Ketiga, euforia semu pengusaha baru. Buku ini juga mengajak para pembaca untuk lebih melek finansial dan menggiring untuk pindah kuadran. Tentu saja pindah kuadran ke tipe Business Owner dan Investor, bukan tipe Self-employee apalagi Employee. Ya, enggak salah, sih.

Tapi, saya khawatir ini akan melahirkan calon-calon pengusaha baru yang sekadar ikut-ikutan. Pinjam uang ke bank, kredit kendaraan untuk menunjang operasional, dan sebagainya. Padahal, dalam dunia bisnis, banyak sekali pertimbangan, perencanaan, dan komitmen yang harus dijalani. Kalau sembarangan, bukannya menambah pendapatan tapi malah menambah utang. Ingat, dalam buku ini disebut istilah Business Owner, bukan sekadar enterpreuneur. Artinya, harus punya sistem yang terukur yang bisa dijalankan dalam bisnis.
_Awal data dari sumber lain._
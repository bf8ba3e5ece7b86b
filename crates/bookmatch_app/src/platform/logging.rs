//! Logger initialization for the terminal front end.
//!
//! The terminal is the user interface, so file logging is the default and
//! terminal output is opt-in.

use std::fs::File;
use std::path::Path;

use log::LevelFilter;
use simplelog::{
    ColorChoice, CombinedLogger, Config, ConfigBuilder, SharedLogger, TermLogger, TerminalMode,
    WriteLogger,
};

/// Destination for log output.
#[derive(Debug, Clone, Copy, PartialEq, Eq)]
#[allow(dead_code)]
pub enum LogDestination {
    /// Write to `bookmatch.log` in the state directory.
    File,
    /// Write to the terminal (stderr).
    Terminal,
    /// Write to both file and terminal.
    Both,
}

pub const LOG_FILENAME: &str = "bookmatch.log";

pub fn initialize(destination: LogDestination, level: LevelFilter, state_dir: &Path) {
    let config = build_config();

    let loggers: Vec<Box<dyn SharedLogger>> = match destination {
        LogDestination::File => match create_file_logger(level, config, state_dir) {
            Some(file_logger) => vec![file_logger],
            None => return,
        },
        LogDestination::Terminal => vec![term_logger(level, config)],
        LogDestination::Both => {
            let mut loggers: Vec<Box<dyn SharedLogger>> = vec![term_logger(level, config.clone())];
            if let Some(file_logger) = create_file_logger(level, config, state_dir) {
                loggers.push(file_logger);
            }
            loggers
        }
    };

    let _ = CombinedLogger::init(loggers);
}

fn build_config() -> Config {
    ConfigBuilder::new()
        .set_time_format_rfc3339()
        .set_target_level(LevelFilter::Error)
        .build()
}

fn term_logger(level: LevelFilter, config: Config) -> Box<TermLogger> {
    TermLogger::new(level, config, TerminalMode::Stderr, ColorChoice::Auto)
}

fn create_file_logger(
    level: LevelFilter,
    config: Config,
    state_dir: &Path,
) -> Option<Box<WriteLogger<File>>> {
    if let Err(err) = std::fs::create_dir_all(state_dir) {
        eprintln!("Warning: Could not create state directory {:?}: {}", state_dir, err);
        return None;
    }
    let log_path = state_dir.join(LOG_FILENAME);
    match File::create(&log_path) {
        Ok(file) => Some(WriteLogger::new(level, config, file)),
        Err(err) => {
            eprintln!("Warning: Could not create log file at {:?}: {}", log_path, err);
            None
        }
    }
}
Itulah tiga pemikiran toxic yang saya temukan dalam buku Rich Dad Poor Dad. Sebetulnya, sih, yang paling saya takutkan dari buku ini adalah munculnya para pejabat negara yang tertarik untuk mendapatkan kebebasan finansial. Alih-alih mundur dari jabatannya, mereka malah menggunakan jabatannya itu untuk memuluskan bisnisnya.

Apa perlu saya sebutkan contohnya? Ah, kamu-kamu pasti sudah tahu. Ehm.